His method of selective honesty comes with a comfort of setting boundaries that Hakaze couldn't dream of. In the end, all she ends up saying is, "So the people who know you don't get the Prince treatment, because they have the unspeakable delight of having you in their lives?"
A ghost of a smile. "I'm very good-looking as well. I'm sure that helps."
Ren stands beside her in the elevator, and she can hear his soft breathing. The material of their jackets rasp together and it feels too intimate. Hakaze thinks of the fanfiction title: trapped in an elevator with an idol who hates me!
The doors slide open.
Ren steps out, then turns back and waits for her. His hands are in his pockets. His eyes are bright.
She follows, a quiet tension tightening in her chest. More and more, the question rises: why did he tell me any of this? And its twin: why is he even here?

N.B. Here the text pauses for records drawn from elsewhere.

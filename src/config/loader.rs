use std::path::Path;

use log::{info, warn};
use thiserror::Error;

use crate::config::presets::TrackerConfig;
use crate::config::validation::ConfigValidator;

/// Prefix for environment overrides, e.g. `BLUEHOLE_GRACE_PERIOD_MS`
pub const ENV_PREFIX: &str = "BLUEHOLE";

#[derive(Debug, Error)]
pub enum ConfigError {
    #[error("Failed to load configuration: {0}")]
    Load(#[from] ::config::ConfigError),

    #[error("Invalid configuration: {0}")]
    Invalid(String),
}

/// Load the tracker configuration.
///
/// Defaults are overlaid by the optional TOML file, then by `BLUEHOLE_*`
/// environment variables (`__` separates nested keys). The result is
/// validated before it is returned.
pub fn load_config(path: Option<&Path>) -> Result<TrackerConfig, ConfigError> {
    let mut builder = ::config::Config::builder();

    if let Some(path) = path {
        info!("Loading configuration from {}", path.display());
        builder = builder.add_source(
            ::config::File::from(path)
                .format(::config::FileFormat::Toml)
                .required(true),
        );
    }

    builder = builder.add_source(
        ::config::Environment::with_prefix(ENV_PREFIX)
            .prefix_separator("_")
            .separator("__")
            .try_parsing(true),
    );

    let config: TrackerConfig = builder.build()?.try_deserialize()?;
    validate(config)
}

/// Parse a TOML document into a validated configuration
pub fn parse_config(toml_source: &str) -> Result<TrackerConfig, ConfigError> {
    let config: TrackerConfig = ::config::Config::builder()
        .add_source(::config::File::from_str(toml_source, ::config::FileFormat::Toml))
        .build()?
        .try_deserialize()?;
    validate(config)
}

fn validate(config: TrackerConfig) -> Result<TrackerConfig, ConfigError> {
    let result = ConfigValidator::new().validate(&config);
    if !result.is_valid() {
        return Err(ConfigError::Invalid(result.summary()));
    }
    for warning in &result.warnings {
        warn!("{}", warning);
    }
    Ok(config)
}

More and more, she finds that she's gathering pieces of him like seashells on the sand, and can't help holding the to the sun, examining their pearlescent glow. It had happened so gradually that she didn't notice when her arms were full, and the weight and shape of every new thing she learned about him was both familiar and unexpected.
She resents him for the burden. It doesn't matter that he carries hers, too, and that he knows a version of her that's even rawer than the sides she shows to Nao. It feels like the weight of these random run-ins of theirs have built and built till they gained momentum, and no matter how much Hakaze drags her feet, she moves forward anyway.
Case in point:
Ren is waiting for her outside the building. The streetlights catch the styled dark-ash of his hair, his eyes dark and serious and lovely. His brow is unmarred by scowls for once, and it makes him look younger, sweeter, almost, and when she raises and eyebrow he takes one hand out of his pocket and offers it to her. "Your grand highness Asshole," he says, with perfect seriousness.
Hakaze's ears ring with the sudden realization that she's fucked. "Your majesty the Emperor of Cringe," she says, and the way her heart gives an unforgivable skip when he laughs is proof that something's gone seriously wrong.